Greenqloud brings to Data Fabric an essential missing part of the vision, Woodall said. "What's been missing is orchestration and automation between clouds in the Data Fabric," he said. "Data Fabric is first and foremost a consistent way of managing data wherever it sits on-premises or in a cloud. Moving data from on-premises to the cloud, and to the next cloud, is enabled."

Automation and orchestration are the next part of the conversation, Woodall said. NetApp has been adding APIs and other technology for things like Kubernetes, Docker, and OpenStack, but needs orchestration to manage data consistently across clouds, he said.

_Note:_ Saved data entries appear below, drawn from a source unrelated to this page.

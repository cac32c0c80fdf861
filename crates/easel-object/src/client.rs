//! Saved-object client capability trait and query types.

use crate::error::ObjectError;
use crate::object::{ObjectKey, SavedObject};
use async_trait::async_trait;
use serde::{Deserialize, Serialize};

/// Default page size for [`FindQuery`]
pub(crate) const DEFAULT_PER_PAGE: usize = 20;

/// Query for [`SavedObjectsClient::find`]
///
/// `types` is always an allow-list: objects of any other kind never
/// match, whatever the rest of the query says.
#[derive(Debug, Clone, PartialEq, Eq, Serialize, Deserialize)]
pub struct FindQuery {
    /// Kinds eligible to match
    #[serde(rename = "type")]
    pub types: Vec<String>,
    /// Restrict matches to objects referencing this target
    #[serde(default, skip_serializing_if = "Option::is_none")]
    pub has_reference: Option<ObjectKey>,
    /// Maximum number of objects returned
    pub per_page: usize,
    /// Attribute fields to keep in matched objects; empty keeps all
    #[serde(default, skip_serializing_if = "Vec::is_empty")]
    pub fields: Vec<String>,
    /// Case-insensitive title substring filter
    #[serde(default, skip_serializing_if = "Option::is_none")]
    pub search: Option<String>,
}

impl FindQuery {
    /// Query matching the given kinds with default paging
    #[must_use]
    pub fn of_types<I, S>(types: I) -> Self
    where
        I: IntoIterator<Item = S>,
        S: Into<String>,
    {
        Self {
            types: types.into_iter().map(Into::into).collect(),
            has_reference: None,
            per_page: DEFAULT_PER_PAGE,
            fields: Vec::new(),
            search: None,
        }
    }

    /// Restrict matches to objects referencing `target`
    #[inline]
    #[must_use]
    pub fn with_reference(mut self, target: ObjectKey) -> Self {
        self.has_reference = Some(target);
        self
    }

    /// Cap the result set at `per_page` objects
    #[inline]
    #[must_use]
    pub fn with_per_page(mut self, per_page: usize) -> Self {
        self.per_page = per_page;
        self
    }

    /// Project matched attribute documents down to the given fields
    #[must_use]
    pub fn with_fields<I, S>(mut self, fields: I) -> Self
    where
        I: IntoIterator<Item = S>,
        S: Into<String>,
    {
        self.fields = fields.into_iter().map(Into::into).collect();
        self
    }

    /// Filter matches by a case-insensitive title substring
    #[inline]
    #[must_use]
    pub fn with_search(mut self, search: impl Into<String>) -> Self {
        self.search = Some(search.into());
        self
    }
}

/// Result page from [`SavedObjectsClient::find`]
#[derive(Debug, Clone, PartialEq, Serialize, Deserialize)]
pub struct FindResponse {
    /// Objects matching the query, truncated to `per_page`
    pub saved_objects: Vec<SavedObject>,
    /// Total matches before truncation
    pub total: usize,
    /// Page size the query asked for
    pub per_page: usize,
}

impl FindResponse {
    /// Empty result page
    #[inline]
    #[must_use]
    pub fn empty(per_page: usize) -> Self {
        Self {
            saved_objects: Vec::new(),
            total: 0,
            per_page,
        }
    }
}

/// Result set from [`SavedObjectsClient::bulk_get`]
#[derive(Debug, Clone, PartialEq, Serialize, Deserialize)]
pub struct BulkGetResponse {
    /// Objects found, in request order
    pub saved_objects: Vec<SavedObject>,
}

impl BulkGetResponse {
    /// Empty result set
    #[inline]
    #[must_use]
    pub fn empty() -> Self {
        Self {
            saved_objects: Vec::new(),
        }
    }
}

/// Capability surface of a saved-object store.
///
/// Implementations own transport, storage, and authorization; this
/// trait only fixes the read contract the rest of the workspace builds
/// on. All methods are side-effect-free reads.
#[async_trait]
pub trait SavedObjectsClient: Send + Sync {
    /// Fetch a single object.
    ///
    /// # Errors
    /// [`ObjectError::NotFound`] when no object has the given kind/id.
    async fn get(&self, kind: &str, id: &str) -> Result<SavedObject, ObjectError>;

    /// Fetch a batch of objects by key, preserving request order.
    ///
    /// An empty request list yields an empty response. Keys with no
    /// matching object are skipped, not errors.
    ///
    /// # Errors
    /// Transport or permission failures only.
    async fn bulk_get(&self, keys: &[ObjectKey]) -> Result<BulkGetResponse, ObjectError>;

    /// Search objects matching the query.
    ///
    /// # Errors
    /// Transport or permission failures only; zero matches is an empty
    /// response, not an error.
    async fn find(&self, query: &FindQuery) -> Result<FindResponse, ObjectError>;
}
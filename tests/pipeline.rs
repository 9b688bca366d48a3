//! End-to-end coverage of the universal invariants and concrete scenarios
//! that cut across more than one module.

use meshoptimize::{
    analyze_overdraw_decoder, analyze_vertex_cache, analyze_vertex_fetch, generate_index_buffer,
    generate_vertex_buffer, optimize_overdraw_in_place_decoder, optimize_vertex_cache,
    optimize_vertex_cache_clusters, optimize_vertex_fetch, quantize_half, quantize_snorm,
    quantize_unorm, typed_to_bytes, Vertex, DEFAULT_OPTIMIZE_CACHE_SIZE, DEFAULT_OVERDRAW_THRESHOLD,
};

fn multiset(indices: &[u32]) -> Vec<[u32; 3]> {
    let mut tris: Vec<[u32; 3]> = indices
        .chunks_exact(3)
        .map(|t| {
            let mut t = [t[0], t[1], t[2]];
            t.sort_unstable();
            t
        })
        .collect();
    tris.sort_unstable();
    tris
}

fn strip(n: usize) -> (Vec<u32>, usize) {
    // a triangle strip sharing edges, as in spec scenario "strip of N triangles"
    let mut indices = Vec::with_capacity(n * 3);
    for i in 0..n {
        if i % 2 == 0 {
            indices.extend_from_slice(&[i as u32, i as u32 + 1, i as u32 + 2]);
        } else {
            indices.extend_from_slice(&[i as u32 + 1, i as u32, i as u32 + 2]);
        }
    }
    (indices, n + 2)
}

#[test]
fn single_triangle_matches_spec_scenario() {
    let indices: [u32; 3] = [0, 1, 2];
    let stats = analyze_vertex_cache(&indices, 3, 16);
    assert_eq!(stats.vertices_transformed, 3);
    assert_eq!(stats.acmr, 3.0);
    assert_eq!(stats.atvr, 1.0);

    let optimized = optimize_vertex_cache(&indices, 3);
    assert_eq!(optimized, indices);
}

#[test]
fn quad_matches_spec_scenario() {
    let indices: [u32; 6] = [0, 1, 2, 0, 2, 3];
    let stats = analyze_vertex_cache(&indices, 4, 16);
    assert_eq!(stats.vertices_transformed, 4);
    assert_eq!(stats.acmr, 2.0);
}

#[test]
fn long_strip_converges_to_acmr_near_one() {
    let (indices, vertex_count) = strip(500);
    let optimized = optimize_vertex_cache(&indices, vertex_count);
    let stats = analyze_vertex_cache(&optimized, vertex_count, DEFAULT_OPTIMIZE_CACHE_SIZE);
    assert!((stats.acmr - 1.0).abs() < 0.05, "acmr={}", stats.acmr);
}

#[test]
fn post_transform_never_regresses_acmr_on_large_mesh() {
    // a 16x16 quad grid, 512 triangles, 289 vertices (>= 128 per property 4)
    let quads = 16u32;
    let verts_per_side = quads + 1;
    let mut indices = Vec::new();
    for y in 0..quads {
        for x in 0..quads {
            let v00 = y * verts_per_side + x;
            let v10 = v00 + 1;
            let v01 = v00 + verts_per_side;
            let v11 = v01 + 1;
            indices.extend_from_slice(&[v00, v10, v11, v00, v11, v01]);
        }
    }
    let vertex_count = (verts_per_side * verts_per_side) as usize;
    assert!(vertex_count >= 128);

    let before = analyze_vertex_cache(&indices, vertex_count, 32);
    let optimized = optimize_vertex_cache(&indices, vertex_count);
    let after = analyze_vertex_cache(&optimized, vertex_count, 32);
    assert!(after.acmr <= before.acmr);
    assert_eq!(multiset(&indices), multiset(&optimized));
}

#[test]
fn disconnected_meshes_yield_at_least_two_clusters() {
    // two independent quads, no shared vertices
    let indices: [u32; 12] = [0, 1, 2, 0, 2, 3, 4, 5, 6, 4, 6, 7];
    let (_, clusters) = optimize_vertex_cache_clusters(&indices, 8, DEFAULT_OPTIMIZE_CACHE_SIZE);
    assert!(clusters.len() >= 2);
    assert_eq!(clusters[0], 0);
}

#[test]
fn fetch_round_trip_reverse_order_mesh() {
    // indices reference vertices in reverse order
    let mut indices: Vec<u32> = vec![4, 3, 2, 2, 3, 1, 2, 1, 0];
    let vertices: Vec<[f32; 3]> = (0..5).map(|i| [i as f32, 0.0, 0.0]).collect();
    let reordered = optimize_vertex_fetch(&mut indices, &vertices);

    // first reference order is 4, 3, 2, 1, 0 -> remapped to 0, 1, 2, 3, 4
    assert_eq!(indices, vec![0, 1, 2, 2, 1, 3, 2, 3, 4]);
    assert_eq!(reordered, vec![[4.0, 0.0, 0.0], [3.0, 0.0, 0.0], [2.0, 0.0, 0.0], [1.0, 0.0, 0.0], [0.0, 0.0, 0.0]]);
}

#[test]
fn overdraw_identity_scenario() {
    let vertices = vec![
        Vertex { p: [0.0, 0.0, 0.0], n: [0.0, 0.0, 1.0], t: [0.0, 0.0] },
        Vertex { p: [1.0, 0.0, 0.0], n: [0.0, 0.0, 1.0], t: [0.0, 0.0] },
        Vertex { p: [0.0, 1.0, 0.0], n: [0.0, 0.0, 1.0], t: [0.0, 0.0] },
    ];
    // the same triangle drawn twice: fully overlapping from +Z/-Z
    let indices: [u32; 6] = [0, 1, 2, 0, 1, 2];
    let stats = analyze_overdraw_decoder(&indices, &vertices);
    assert!(stats.pixels_shaded >= 2 * stats.pixels_covered);
}

#[test]
fn overdraw_optimizer_preserves_triangle_multiset_and_acmr_guard() {
    let quads = 10u32;
    let verts_per_side = quads + 1;
    let mut indices = Vec::new();
    for y in 0..quads {
        for x in 0..quads {
            let v00 = y * verts_per_side + x;
            let v10 = v00 + 1;
            let v01 = v00 + verts_per_side;
            let v11 = v01 + 1;
            indices.extend_from_slice(&[v00, v10, v11, v00, v11, v01]);
        }
    }
    let vertex_count = (verts_per_side * verts_per_side) as usize;
    let vertices: Vec<[f32; 3]> = (0..vertex_count)
        .map(|i| [(i as u32 % verts_per_side) as f32, (i as u32 / verts_per_side) as f32, 0.0])
        .collect();

    let (mut reordered, clusters) =
        optimize_vertex_cache_clusters(&indices, vertex_count, DEFAULT_OPTIMIZE_CACHE_SIZE);
    let before = analyze_vertex_cache(&reordered, vertex_count, DEFAULT_OPTIMIZE_CACHE_SIZE);
    optimize_overdraw_in_place_decoder(&mut reordered, &clusters, &vertices, DEFAULT_OVERDRAW_THRESHOLD);
    let after = analyze_vertex_cache(&reordered, vertex_count, DEFAULT_OPTIMIZE_CACHE_SIZE);

    assert!(after.acmr <= before.acmr * DEFAULT_OVERDRAW_THRESHOLD + f32::EPSILON);
    assert_eq!(multiset(&indices), multiset(&reordered));
}

#[test]
fn overdraw_optimizer_reorders_disconnected_clusters() {
    // A single connected grid collapses to one Tipsify cluster, which makes
    // the cluster-reordering step a no-op by construction. Use two disjoint
    // quads instead (as in `disconnected_meshes_yield_at_least_two_clusters`)
    // so the optimizer actually has more than one cluster to reorder, and
    // give them distinct overdraw penalties (an axis-aligned quad vs. a
    // tilted one) so the expected order is unambiguous.
    let indices: [u32; 12] = [4, 5, 6, 4, 6, 7, 0, 1, 2, 0, 2, 3];
    let vertices: Vec<[f32; 3]> = vec![
        [0.0, 0.0, 0.0],
        [1.0, 0.0, 0.0],
        [1.0, 1.0, 0.0],
        [0.0, 1.0, 0.0],
        [10.0, 10.0, 10.0],
        [11.0, 9.0, 10.0],
        [11.0, 11.0, 8.0],
        [10.0, 11.0, 9.0],
    ];
    let vertex_count = vertices.len();

    let (mut reordered, clusters) =
        optimize_vertex_cache_clusters(&indices, vertex_count, DEFAULT_OPTIMIZE_CACHE_SIZE);
    assert!(clusters.len() >= 2);

    let before = reordered.clone();
    let before_stats = analyze_vertex_cache(&reordered, vertex_count, DEFAULT_OPTIMIZE_CACHE_SIZE);
    optimize_overdraw_in_place_decoder(&mut reordered, &clusters, &vertices, DEFAULT_OVERDRAW_THRESHOLD);
    let after_stats = analyze_vertex_cache(&reordered, vertex_count, DEFAULT_OPTIMIZE_CACHE_SIZE);

    assert_ne!(reordered, before, "the tilted-quad cluster should be moved after the axis-aligned one");
    assert_eq!(multiset(&reordered), multiset(&before));
    assert!(after_stats.acmr <= before_stats.acmr * DEFAULT_OVERDRAW_THRESHOLD + f32::EPSILON);
}

#[test]
fn pre_transform_never_increases_bytes_fetched() {
    let mut indices: Vec<u32> = vec![3, 1, 0, 0, 1, 2, 2, 1, 3];
    let vertices: Vec<[f32; 3]> = (0..4).map(|i| [i as f32, 0.0, 0.0]).collect();
    let vertex_size = std::mem::size_of::<[f32; 3]>();

    let before = analyze_vertex_fetch(&indices, vertices.len(), vertex_size);
    let reordered = optimize_vertex_fetch(&mut indices, &vertices);
    let after = analyze_vertex_fetch(&indices, reordered.len(), vertex_size);
    assert!(after.bytes_fetched <= before.bytes_fetched);
}

#[test]
fn analyzer_trivial_bounds_hold() {
    let quads = 6u32;
    let verts_per_side = quads + 1;
    let mut indices = Vec::new();
    for y in 0..quads {
        for x in 0..quads {
            let v00 = y * verts_per_side + x;
            let v10 = v00 + 1;
            let v01 = v00 + verts_per_side;
            let v11 = v01 + 1;
            indices.extend_from_slice(&[v00, v10, v11, v00, v11, v01]);
        }
    }
    let vertex_count = (verts_per_side * verts_per_side) as usize;
    let vertex_size = 32usize;

    let cache_stats = analyze_vertex_cache(&indices, vertex_count, 32);
    assert!(cache_stats.vertices_transformed as usize <= indices.len());

    let fetch_stats = analyze_vertex_fetch(&indices, vertex_count, vertex_size);
    let bound = indices.len() as u32 * (vertex_size as u32).div_ceil(64) * 64;
    assert!(fetch_stats.bytes_fetched <= bound);

    let vertices: Vec<[f32; 3]> = (0..vertex_count)
        .map(|i| [(i as u32 % verts_per_side) as f32, (i as u32 / verts_per_side) as f32, 0.0])
        .collect();
    let overdraw_stats = analyze_overdraw_decoder(&indices, &vertices);
    assert!(overdraw_stats.pixels_shaded >= overdraw_stats.pixels_covered);
}

#[test]
fn indexing_round_trip_reproduces_unique_prefix() {
    fn bytes_of(vals: &[[f32; 3]]) -> Vec<u8> {
        vals.iter().flat_map(|v| v.iter().flat_map(|f| f.to_le_bytes())).collect()
    }
    let stream = [
        [1.0, 0.0, 0.0],
        [2.0, 0.0, 0.0],
        [1.0, 0.0, 0.0],
        [3.0, 0.0, 0.0],
        [2.0, 0.0, 0.0],
    ];
    let raw = bytes_of(&stream);
    let vertex_size = std::mem::size_of::<[f32; 3]>();
    let (unique, remap) = generate_index_buffer(&raw, stream.len(), vertex_size);
    assert_eq!(unique, 3);
    let rebuilt = generate_vertex_buffer(&remap, &raw, vertex_size);
    assert_eq!(rebuilt, bytes_of(&[[1.0, 0.0, 0.0], [2.0, 0.0, 0.0], [3.0, 0.0, 0.0]]));
}

#[test]
fn quantization_matches_spec_table() {
    assert_eq!(quantize_unorm(0.0, 8), 0);
    assert_eq!(quantize_unorm(1.0, 8), 255);
    assert_eq!(quantize_unorm(0.5, 8), 128);

    assert_eq!(quantize_snorm(0.0, 8), 0);
    assert_eq!(quantize_snorm(1.0, 8), 127);
    assert_eq!(quantize_snorm(-1.0, 8), -127);

    assert_eq!(quantize_half(0.0), 0x0000);
    assert_eq!(quantize_half(1.0), 0x3C00);
    assert_eq!(quantize_half(-2.0), 0xC000);
    assert_eq!(quantize_half(65504.0), 0x7BFF);
    assert_eq!(quantize_half(1e-10), 0x0000);
    assert_eq!(quantize_half(1e20), 0x7C00);
    assert_eq!(quantize_half(f32::NAN), 0x7E00);
}

#[test]
fn full_pipeline_roundtrips_unindexed_grid() {
    let verts_per_side = 9u32;
    let quads = verts_per_side - 1;
    let corner = |x: u32, y: u32| Vertex {
        p: [x as f32, y as f32, 0.0],
        n: [0.0, 0.0, 1.0],
        t: [x as f32, y as f32],
    };
    let mut unindexed = Vec::new();
    for y in 0..quads {
        for x in 0..quads {
            let v00 = corner(x, y);
            let v10 = corner(x + 1, y);
            let v01 = corner(x, y + 1);
            let v11 = corner(x + 1, y + 1);
            unindexed.extend_from_slice(&[v00, v10, v11, v00, v11, v01]);
        }
    }

    let vertex_size = std::mem::size_of::<Vertex>();
    let raw = typed_to_bytes(&unindexed);
    let (unique_count, indices) = generate_index_buffer(raw, unindexed.len(), vertex_size);
    assert_eq!(unique_count, (verts_per_side * verts_per_side) as usize);

    let vertex_bytes = generate_vertex_buffer(&indices, raw, vertex_size);
    assert_eq!(vertex_bytes.len(), unique_count * vertex_size);

    let vertices: Vec<[f32; 3]> = vertex_bytes
        .chunks_exact(vertex_size)
        .map(|c| [
            f32::from_le_bytes(c[0..4].try_into().unwrap()),
            f32::from_le_bytes(c[4..8].try_into().unwrap()),
            f32::from_le_bytes(c[8..12].try_into().unwrap()),
        ])
        .collect();

    let before_multiset = multiset(&indices);
    let (mut reordered, clusters) =
        optimize_vertex_cache_clusters(&indices, unique_count, DEFAULT_OPTIMIZE_CACHE_SIZE);
    optimize_overdraw_in_place_decoder(&mut reordered, &clusters, &vertices, DEFAULT_OVERDRAW_THRESHOLD);
    let final_vertices = optimize_vertex_fetch(&mut reordered, &vertices);

    assert_eq!(multiset(&reordered), before_multiset);
    assert_eq!(final_vertices.len(), unique_count);
}

#[test]
fn pipeline_works_over_u16_indices() {
    // Every other integration test here drives the generic `Index` path
    // with u32 buffers; this one proves the same public API monomorphizes
    // correctly over u16, which is the other width it's sealed over.
    let (indices32, vertex_count) = strip(50);
    let indices16: Vec<u16> = indices32.iter().map(|&i| i as u16).collect();

    let before = analyze_vertex_cache(&indices16, vertex_count, DEFAULT_OPTIMIZE_CACHE_SIZE);
    let optimized = optimize_vertex_cache(&indices16, vertex_count);
    let after = analyze_vertex_cache(&optimized, vertex_count, DEFAULT_OPTIMIZE_CACHE_SIZE);

    assert!(after.acmr <= before.acmr);
    assert_eq!(multiset_u16(&indices16), multiset_u16(&optimized));
}

fn multiset_u16(indices: &[u16]) -> Vec<[u16; 3]> {
    let mut tris: Vec<[u16; 3]> = indices
        .chunks_exact(3)
        .map(|t| {
            let mut t = [t[0], t[1], t[2]];
            t.sort_unstable();
            t
        })
        .collect();
    tris.sort_unstable();
    tris
}
// BEGIN - Embark standard lints v5 for Rust 1.55+
// do not change or add/remove here, but one can add exceptions after this section
// for more info see: <https://github.com/EmbarkStudios/rust-ecosystem/issues/59>
#![deny(unsafe_code)]
#![warn(
    clippy::all,
    clippy::await_holding_lock,
    clippy::char_lit_as_u8,
    clippy::checked_conversions,
    clippy::dbg_macro,
    clippy::debug_assert_with_mut_call,
    clippy::disallowed_methods,
    clippy::disallowed_types,
    clippy::doc_markdown,
    clippy::empty_enum,
    clippy::enum_glob_use,
    clippy::exit,
    clippy::expl_impl_clone_on_copy,
    clippy::explicit_deref_methods,
    clippy::explicit_into_iter_loop,
    clippy::fallible_impl_from,
    clippy::filter_map_next,
    clippy::flat_map_option,
    clippy::float_cmp_const,
    clippy::fn_params_excessive_bools,
    clippy::from_iter_instead_of_collect,
    clippy::if_let_mutex,
    clippy::implicit_clone,
    clippy::imprecise_flops,
    clippy::inefficient_to_string,
    clippy::invalid_upcast_comparisons,
    clippy::large_digit_groups,
    clippy::large_stack_arrays,
    clippy::large_types_passed_by_value,
    clippy::let_unit_value,
    clippy::linkedlist,
    clippy::lossy_float_literal,
    clippy::macro_use_imports,
    clippy::manual_ok_or,
    clippy::map_err_ignore,
    clippy::map_flatten,
    clippy::map_unwrap_or,
    clippy::match_on_vec_items,
    clippy::match_same_arms,
    clippy::match_wild_err_arm,
    clippy::match_wildcard_for_single_variants,
    clippy::mem_forget,
    clippy::missing_enforced_import_renames,
    clippy::mut_mut,
    clippy::mutex_integer,
    clippy::needless_borrow,
    clippy::needless_continue,
    clippy::needless_for_each,
    clippy::option_option,
    clippy::path_buf_push_overwrite,
    clippy::ptr_as_ptr,
    clippy::rc_mutex,
    clippy::ref_option_ref,
    clippy::rest_pat_in_fully_bound_structs,
    clippy::same_functions_in_if_condition,
    clippy::semicolon_if_nothing_returned,
    clippy::single_match_else,
    clippy::string_add_assign,
    clippy::string_add,
    clippy::string_lit_as_bytes,
    clippy::string_to_string,
    clippy::todo,
    clippy::trait_duplication_in_bounds,
    clippy::unimplemented,
    clippy::unnested_or_patterns,
    clippy::unused_self,
    clippy::useless_transmute,
    clippy::verbose_file_reads,
    clippy::zero_sized_map_values,
    future_incompatible,
    nonstandard_style,
    rust_2018_idioms
)]
// END - Embark standard lints v0.5 for Rust 1.55+
// crate-specific exceptions:
// `typed_to_bytes`/`any_as_u8_slice` reinterpret a typed slice as its byte
// representation; there is no safe cast for that.
#![allow(unsafe_code)]

//! Pure-Rust mesh optimization primitives for GPU rendering pipelines.
//!
//! Given an indexed (or unindexed) triangle mesh, this crate reorders
//! indices and vertices to improve post-transform vertex cache behavior
//! and reduce pixel overdraw, reorders vertices to improve pre-transform
//! fetch locality, and exposes hardware-agnostic analyzers that quantify
//! all three metrics. A typical pipeline:
//!
//! ```text
//! raw vertex stream
//!   -> generate_index_buffer + generate_vertex_buffer   (remap::*)
//!   -> optimize_vertex_cache_clusters                   (optimize::*)
//!   -> optimize_overdraw_in_place                       (optimize::*)
//!   -> optimize_vertex_fetch                            (optimize::*)
//! ```
//!
//! Analyzers ([`analyze_vertex_cache`], [`analyze_vertex_fetch`],
//! [`analyze_overdraw`]) can be invoked independently at any stage.
//!
//! All entry points here have total contracts over well-formed input:
//! non-triangular index counts, out-of-range indices and a zero
//! `vertex_size`/`vertex_stride` are caller bugs, not recoverable errors.
//! The one exception is [`VertexDataAdapter::new`], which validates the
//! shape of a borrowed byte buffer before handing back a view over it.

pub mod analyze;
pub mod error;
pub mod index;
pub mod optimize;
pub mod packing;
pub mod quantize;
pub mod remap;
pub mod utilities;
pub mod vecmath;

pub use crate::{
    analyze::*, error::*, index::*, optimize::*, packing::*, quantize::*, remap::*, utilities::*,
};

"Greenqloud is the next step that NetApp needed to move forward," he said. "NetApp is developing a lot of technology, but sometimes a company needs to go outside for what it needs, and NetApp saw what it needs in Greenqloud."

NetApp is continuing to substantially outpace the growth of the all-flash array market, including both large and small competitors, Kurian said during his prepared comments.

"In Q1, our all-flash array business, inclusive of all-flash FAS, EF, and SolidFire products and services, grew 95 percent year-over-year to an annualized net revenue run rate of $1.5 billion," Kurian said.

NetApp's flash storage strength is also driving the company's success in SAN and converged infrastructure markets, Kurian said.

"Our share gains in the SAN market reflect our acquisition of new customers and new share of wallet within existing customers," he said. "The all-flash FlexPod helped to strengthen our number-two position in the converged infrastructure market and contributed to the 26-percent year-over-year growth of FlexPod reported in IDC's quarterly converged systems tracker for calendar Q1 2017. We are out-pacing and winning against full-stack vendors."

During the question-and-answer period of the conference call, Kurian said NetApp would provide more information about its upcoming hyper-converged infrastructure offering during its annual Insight conference, which will be held in Las Vegas in October.

NetApp expects its hyper-converged infrastructure product to be enterprise-ready when released, Kurian said.

"We have a clearly differentiated approach, just like we did with the all-flash array market where we came to market ready for enterprise workloads and not just for early adopters," he said.

For its first fiscal quarter 2018, ended July 28, NetApp reported revenue of $1.33 billion, up about 2 percent compared to its first fiscal quarter 2017 revenue of $1.29 billion.

GAAP net income for the first fiscal quarter 2018 was $136 million, or 49 cents per share, compared to last year's $64 million, or 23 cents per share. Non-GAAP net income for the first quarter was $173 million, or 62 cents per share, compared to last year's $129 million, or 46 cents per share. The earnings per share number beat analyst expectations by 7 cents, according to Seeking Alpha.

Looking forward to the second fiscal quarter, NetApp provided guidance revenue of between $1.31 billion and $1.46 billion, which at the halfway point would be a 3.4-percent increase over last year. The company's second fiscal quarter earnings per share are expected to be between 64 cents and 72 cents.